「株価の大暴落」は想定しておく
まずは、大暴落を想定しておくことです。
たとえば2020年の新型コロナウイルス感染拡大が始まった時に、株式市場ではどのようなことが起きたでしょうか?
1月31日の日経平均株価は約23,205円でした。ところが感染が拡大していき、1か月半を過ぎた3月19日には約16,553円となってしまいました。この間の下落率は約28.7%です。
また、2008年の米国投資銀行「リーマン・ブラザーズ」の破綻では、9月5日に約12,212円だった日経平均株価が、9月15日のリーマン破綻後、10月10日には約8,276円となってしまいました。35日間で、約32.2%の下落となります。
加えて、このリーマンショックの前年には米国でサブプライム住宅ローン危機があり、世界中で持続的な株価下落が起きていました。そこで2007月12月28日から2008年12月26日までの約1年間で見てみると、日経平均株価は約15,308円から約8,740円に下がっており、下落率は約42.9%となります。
株価というのはこのように、下がる時には一気に下がります。ここでは日経平均株価を例に挙げて紹介しましたが、もちろん個別銘柄でもそれは同様です。

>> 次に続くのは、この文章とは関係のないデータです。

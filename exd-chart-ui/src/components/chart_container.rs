//! Chart container component with loading state.

use super::LoadingSpinner;
use dioxus::prelude::*;

/// Props for ChartContainer
#[derive(Props, Clone, PartialEq)]
pub struct ChartContainerProps {
    /// The DOM id of the canvas (Chart.js binds to it)
    pub id: String,
    /// Whether a dataset is still loading
    #[props(default = false)]
    pub loading: bool,
    /// Optional height in pixels
    #[props(default = 400)]
    pub height: u32,
}

/// A fixed-height box holding the chart canvas, with a loading overlay.
#[component]
pub fn ChartContainer(props: ChartContainerProps) -> Element {
    let style = format!(
        "height: {}px; position: relative; width: 100%;",
        props.height
    );

    rsx! {
        div {
            style: "{style}",
            if props.loading {
                LoadingSpinner {
                    message: "Cargando datos...".to_string(),
                    overlay: true,
                }
            }
            canvas {
                id: "{props.id}",
            }
        }
    }
}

ですから、一定の現金を残しておく、信用取引をしない、割安であると判断したときのみ買う、ロスカットの金額を厳守するなど、大暴落が起きても退場しなくて済むような、余裕を持った投資をするべきなのでしょう。そしてそんな余裕があれば、逆に大暴落が起きた時に買い増しをして、その後の値上がりで利益を得ることも可能なのです。
短期での過大なリターンを求めない
株式投資は、あくまで「資産運用」です。
確かに不確実性は存在しますが、ギャンブルのように、外れればゼロになり、当たれば何倍にもなるような賭けではありません。おまけに、世界の経済や株式市場というのは基本的に成長し続けているものなので、長い目で見れば勝率がプラスになるのが株式投資でもあります。
ですからその特性を理解したうえで、退場しないための心構えとして、短期での過大なリターンを求めないことも重要です。
以下に、世界一の投資家とも呼ばれるウォーレン・バフェット氏の投資成績を紹介します。まだ個人で投資組合を営んでいた若かりし頃のもの。この頃はまだ運用資金が少なく様々な投資先へ自由に投資できたため、後年よりリターンは大きかったようです。
1957年リターン10.4%
1958年 リターン40.9%
1959年 リターン25.9%
1960年 リターン22.8%
1961年 リターン45.9%
1962年 リターン13.9%
1963年 リターン38.7%
1964年 リターン27.8%
1965年 リターン47.2%
1966年 リターン20.4%
1967年 リターン35.9%
1968年 リターン58.8%
1969年 リターン6.8%
平均リターン30.4%
(ウィリアム・N・ソーンダイク・ジュニア『破天荒な経営者たち』より引用)
本当の意味での投資の巧拙は別として、このように記録上は最高のパフォーマンスを上げていた頃の彼の平均リターンでさえ、30%を超える程度なのです(投資家として、これは物凄い数字なのですが)。
その間、2倍(100%)のリターンを上げたこともなければ、逆に元手をゼロ(-100%)にしてしまったことももちろんありません。元本の安全に留意しながら、彼は少しずつ運用資金を増やしていったのです。
ですからそんなバフェット氏にならって、短期での過大なリターンを求めたハイリスクな投資をしないこともまた、退場を防ぐための心構えだといえるのではないでしょうか。